◆ Assigned task
Lines from the top of the entries down to the line with "fn wait_for_slot(&mut self, slot: usize)" must be set down exactly as they stand, with both ends retained.

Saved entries

#####

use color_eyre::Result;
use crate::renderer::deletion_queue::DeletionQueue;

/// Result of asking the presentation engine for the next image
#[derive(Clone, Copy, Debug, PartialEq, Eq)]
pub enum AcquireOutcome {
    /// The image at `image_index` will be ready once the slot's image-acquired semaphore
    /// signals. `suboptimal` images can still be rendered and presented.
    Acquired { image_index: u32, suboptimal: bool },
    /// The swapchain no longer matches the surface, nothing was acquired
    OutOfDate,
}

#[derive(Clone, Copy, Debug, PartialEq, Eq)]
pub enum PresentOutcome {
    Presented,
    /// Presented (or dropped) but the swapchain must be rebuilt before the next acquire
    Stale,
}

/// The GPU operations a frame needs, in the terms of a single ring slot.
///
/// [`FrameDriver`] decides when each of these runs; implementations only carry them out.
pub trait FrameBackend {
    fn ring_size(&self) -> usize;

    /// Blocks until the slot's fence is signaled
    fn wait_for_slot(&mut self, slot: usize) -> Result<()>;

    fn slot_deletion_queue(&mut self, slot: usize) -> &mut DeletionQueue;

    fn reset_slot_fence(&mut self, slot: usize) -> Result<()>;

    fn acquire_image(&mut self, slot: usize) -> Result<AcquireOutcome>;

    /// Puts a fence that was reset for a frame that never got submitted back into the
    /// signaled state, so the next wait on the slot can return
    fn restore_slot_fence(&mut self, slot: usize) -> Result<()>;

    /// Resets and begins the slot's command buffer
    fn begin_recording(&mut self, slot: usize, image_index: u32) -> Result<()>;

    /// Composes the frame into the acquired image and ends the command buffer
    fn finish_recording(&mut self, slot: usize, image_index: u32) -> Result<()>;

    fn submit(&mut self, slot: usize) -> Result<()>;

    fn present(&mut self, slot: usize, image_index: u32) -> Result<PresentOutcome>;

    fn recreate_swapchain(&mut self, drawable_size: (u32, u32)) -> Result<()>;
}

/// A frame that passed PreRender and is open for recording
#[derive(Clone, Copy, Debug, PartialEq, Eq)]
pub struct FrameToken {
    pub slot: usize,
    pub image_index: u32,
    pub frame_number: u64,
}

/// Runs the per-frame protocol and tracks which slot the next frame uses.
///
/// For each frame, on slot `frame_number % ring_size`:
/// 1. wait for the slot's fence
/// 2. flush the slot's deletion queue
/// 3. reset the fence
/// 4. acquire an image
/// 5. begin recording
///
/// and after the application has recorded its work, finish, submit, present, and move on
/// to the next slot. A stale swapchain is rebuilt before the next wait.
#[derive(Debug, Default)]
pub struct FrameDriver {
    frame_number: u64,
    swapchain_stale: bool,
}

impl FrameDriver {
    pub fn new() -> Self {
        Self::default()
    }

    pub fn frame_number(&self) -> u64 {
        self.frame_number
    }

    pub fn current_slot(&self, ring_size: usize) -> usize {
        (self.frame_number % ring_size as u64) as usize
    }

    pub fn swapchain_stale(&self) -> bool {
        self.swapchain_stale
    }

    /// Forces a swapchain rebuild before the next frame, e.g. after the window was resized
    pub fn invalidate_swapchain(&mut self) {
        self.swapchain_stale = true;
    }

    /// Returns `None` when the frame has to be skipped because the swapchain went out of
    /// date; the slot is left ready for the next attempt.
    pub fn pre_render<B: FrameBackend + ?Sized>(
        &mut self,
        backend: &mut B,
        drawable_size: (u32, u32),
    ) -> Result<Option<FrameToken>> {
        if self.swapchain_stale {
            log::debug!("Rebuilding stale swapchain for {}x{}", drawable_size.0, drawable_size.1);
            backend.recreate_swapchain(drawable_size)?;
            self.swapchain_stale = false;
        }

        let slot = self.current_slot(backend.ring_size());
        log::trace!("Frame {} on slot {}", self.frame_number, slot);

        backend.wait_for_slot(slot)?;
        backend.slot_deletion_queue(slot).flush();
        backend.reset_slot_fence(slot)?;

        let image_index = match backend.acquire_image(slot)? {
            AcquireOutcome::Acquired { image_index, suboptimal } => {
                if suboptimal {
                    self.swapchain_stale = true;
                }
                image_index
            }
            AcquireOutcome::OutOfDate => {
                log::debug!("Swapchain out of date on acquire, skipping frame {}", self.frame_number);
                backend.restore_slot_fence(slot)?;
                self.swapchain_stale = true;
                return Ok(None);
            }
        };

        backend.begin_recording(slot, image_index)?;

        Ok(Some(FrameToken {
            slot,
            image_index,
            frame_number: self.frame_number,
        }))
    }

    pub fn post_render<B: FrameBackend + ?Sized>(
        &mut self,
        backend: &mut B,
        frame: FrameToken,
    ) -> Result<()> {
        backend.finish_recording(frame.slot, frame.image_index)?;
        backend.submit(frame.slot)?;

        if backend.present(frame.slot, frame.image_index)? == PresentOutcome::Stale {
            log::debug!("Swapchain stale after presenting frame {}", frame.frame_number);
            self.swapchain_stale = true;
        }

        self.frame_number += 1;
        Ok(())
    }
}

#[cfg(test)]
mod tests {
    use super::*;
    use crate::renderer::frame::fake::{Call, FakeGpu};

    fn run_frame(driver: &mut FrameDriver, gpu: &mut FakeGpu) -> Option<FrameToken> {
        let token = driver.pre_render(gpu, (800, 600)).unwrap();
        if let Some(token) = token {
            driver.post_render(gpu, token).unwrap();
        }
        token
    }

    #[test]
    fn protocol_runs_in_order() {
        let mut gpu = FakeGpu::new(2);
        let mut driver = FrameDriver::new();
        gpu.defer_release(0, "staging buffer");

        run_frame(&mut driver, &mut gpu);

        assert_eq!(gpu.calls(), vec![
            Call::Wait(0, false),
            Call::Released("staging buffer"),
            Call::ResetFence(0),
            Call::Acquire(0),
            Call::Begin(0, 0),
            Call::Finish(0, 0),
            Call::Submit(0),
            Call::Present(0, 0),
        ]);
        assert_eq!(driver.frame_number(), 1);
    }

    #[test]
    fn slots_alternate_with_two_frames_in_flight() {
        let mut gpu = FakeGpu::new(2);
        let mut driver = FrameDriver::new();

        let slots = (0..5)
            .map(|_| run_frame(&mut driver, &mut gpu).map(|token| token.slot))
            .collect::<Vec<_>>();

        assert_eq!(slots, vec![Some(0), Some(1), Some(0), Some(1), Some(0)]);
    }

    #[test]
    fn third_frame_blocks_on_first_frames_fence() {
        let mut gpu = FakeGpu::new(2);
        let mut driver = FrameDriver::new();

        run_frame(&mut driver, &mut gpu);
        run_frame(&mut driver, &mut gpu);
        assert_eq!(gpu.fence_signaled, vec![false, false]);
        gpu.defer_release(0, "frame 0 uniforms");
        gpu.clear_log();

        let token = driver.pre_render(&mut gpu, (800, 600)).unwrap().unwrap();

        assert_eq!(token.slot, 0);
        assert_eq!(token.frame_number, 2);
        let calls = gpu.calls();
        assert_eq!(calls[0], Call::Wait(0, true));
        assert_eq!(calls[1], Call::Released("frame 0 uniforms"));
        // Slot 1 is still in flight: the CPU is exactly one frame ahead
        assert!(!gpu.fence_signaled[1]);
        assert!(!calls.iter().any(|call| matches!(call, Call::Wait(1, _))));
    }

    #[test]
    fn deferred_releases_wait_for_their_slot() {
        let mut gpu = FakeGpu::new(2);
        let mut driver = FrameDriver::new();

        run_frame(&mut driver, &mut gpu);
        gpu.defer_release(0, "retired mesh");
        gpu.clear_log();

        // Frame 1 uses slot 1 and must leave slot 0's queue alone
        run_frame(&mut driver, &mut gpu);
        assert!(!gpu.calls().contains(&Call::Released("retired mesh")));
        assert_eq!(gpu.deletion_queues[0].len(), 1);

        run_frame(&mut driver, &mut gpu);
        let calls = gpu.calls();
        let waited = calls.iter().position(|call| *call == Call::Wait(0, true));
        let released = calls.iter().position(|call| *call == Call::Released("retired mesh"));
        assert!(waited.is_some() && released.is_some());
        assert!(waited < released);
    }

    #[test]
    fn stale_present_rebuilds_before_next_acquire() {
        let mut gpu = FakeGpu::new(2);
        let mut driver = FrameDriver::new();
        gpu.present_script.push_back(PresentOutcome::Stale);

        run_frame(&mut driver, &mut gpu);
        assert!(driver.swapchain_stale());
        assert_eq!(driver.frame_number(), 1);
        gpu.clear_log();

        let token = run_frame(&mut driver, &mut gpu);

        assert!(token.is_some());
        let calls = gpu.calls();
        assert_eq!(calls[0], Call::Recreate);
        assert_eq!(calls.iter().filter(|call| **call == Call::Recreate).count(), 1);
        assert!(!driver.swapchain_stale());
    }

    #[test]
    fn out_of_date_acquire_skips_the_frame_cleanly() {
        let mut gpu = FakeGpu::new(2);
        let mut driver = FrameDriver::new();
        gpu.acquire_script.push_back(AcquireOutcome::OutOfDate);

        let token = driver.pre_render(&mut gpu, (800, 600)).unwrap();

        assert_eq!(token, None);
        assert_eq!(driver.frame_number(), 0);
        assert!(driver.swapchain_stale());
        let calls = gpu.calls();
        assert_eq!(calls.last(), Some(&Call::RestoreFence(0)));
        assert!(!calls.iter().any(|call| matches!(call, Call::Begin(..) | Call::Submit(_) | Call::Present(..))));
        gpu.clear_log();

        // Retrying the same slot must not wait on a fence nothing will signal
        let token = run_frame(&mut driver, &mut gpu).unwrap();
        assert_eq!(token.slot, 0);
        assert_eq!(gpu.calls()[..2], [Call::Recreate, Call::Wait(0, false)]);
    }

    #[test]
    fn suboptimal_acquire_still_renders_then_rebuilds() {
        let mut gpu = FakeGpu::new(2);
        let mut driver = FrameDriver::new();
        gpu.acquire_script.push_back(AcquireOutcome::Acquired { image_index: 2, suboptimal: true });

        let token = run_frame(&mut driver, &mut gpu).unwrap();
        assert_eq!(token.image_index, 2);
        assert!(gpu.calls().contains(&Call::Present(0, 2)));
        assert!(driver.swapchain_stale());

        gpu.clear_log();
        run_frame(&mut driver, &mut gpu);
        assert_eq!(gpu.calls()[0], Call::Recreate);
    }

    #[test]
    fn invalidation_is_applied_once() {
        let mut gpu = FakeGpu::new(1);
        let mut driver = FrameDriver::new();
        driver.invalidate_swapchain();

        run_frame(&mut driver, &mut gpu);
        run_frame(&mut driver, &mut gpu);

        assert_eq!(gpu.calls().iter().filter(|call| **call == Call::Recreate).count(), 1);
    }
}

#####

◆ Finished exercise
use color_eyre::Result;
use crate::renderer::deletion_queue::DeletionQueue;

/// Result of asking the presentation engine for the next image
#[derive(Clone, Copy, Debug, PartialEq, Eq)]
pub enum AcquireOutcome {
    /// The image at `image_index` will be ready once the slot's image-acquired semaphore
    /// signals. `suboptimal` images can still be rendered and presented.
    Acquired { image_index: u32, suboptimal: bool },
    /// The swapchain no longer matches the surface, nothing was acquired
    OutOfDate,
}

#[derive(Clone, Copy, Debug, PartialEq, Eq)]
pub enum PresentOutcome {
    Presented,
    /// Presented (or dropped) but the swapchain must be rebuilt before the next acquire
    Stale,
}

/// The GPU operations a frame needs, in the terms of a single ring slot.
///
/// [`FrameDriver`] decides when each of these runs; implementations only carry them out.
pub trait FrameBackend {
    fn ring_size(&self) -> usize;

    /// Blocks until the slot's fence is signaled
    fn wait_for_slot(&mut self, slot: usize) -> Result<()>;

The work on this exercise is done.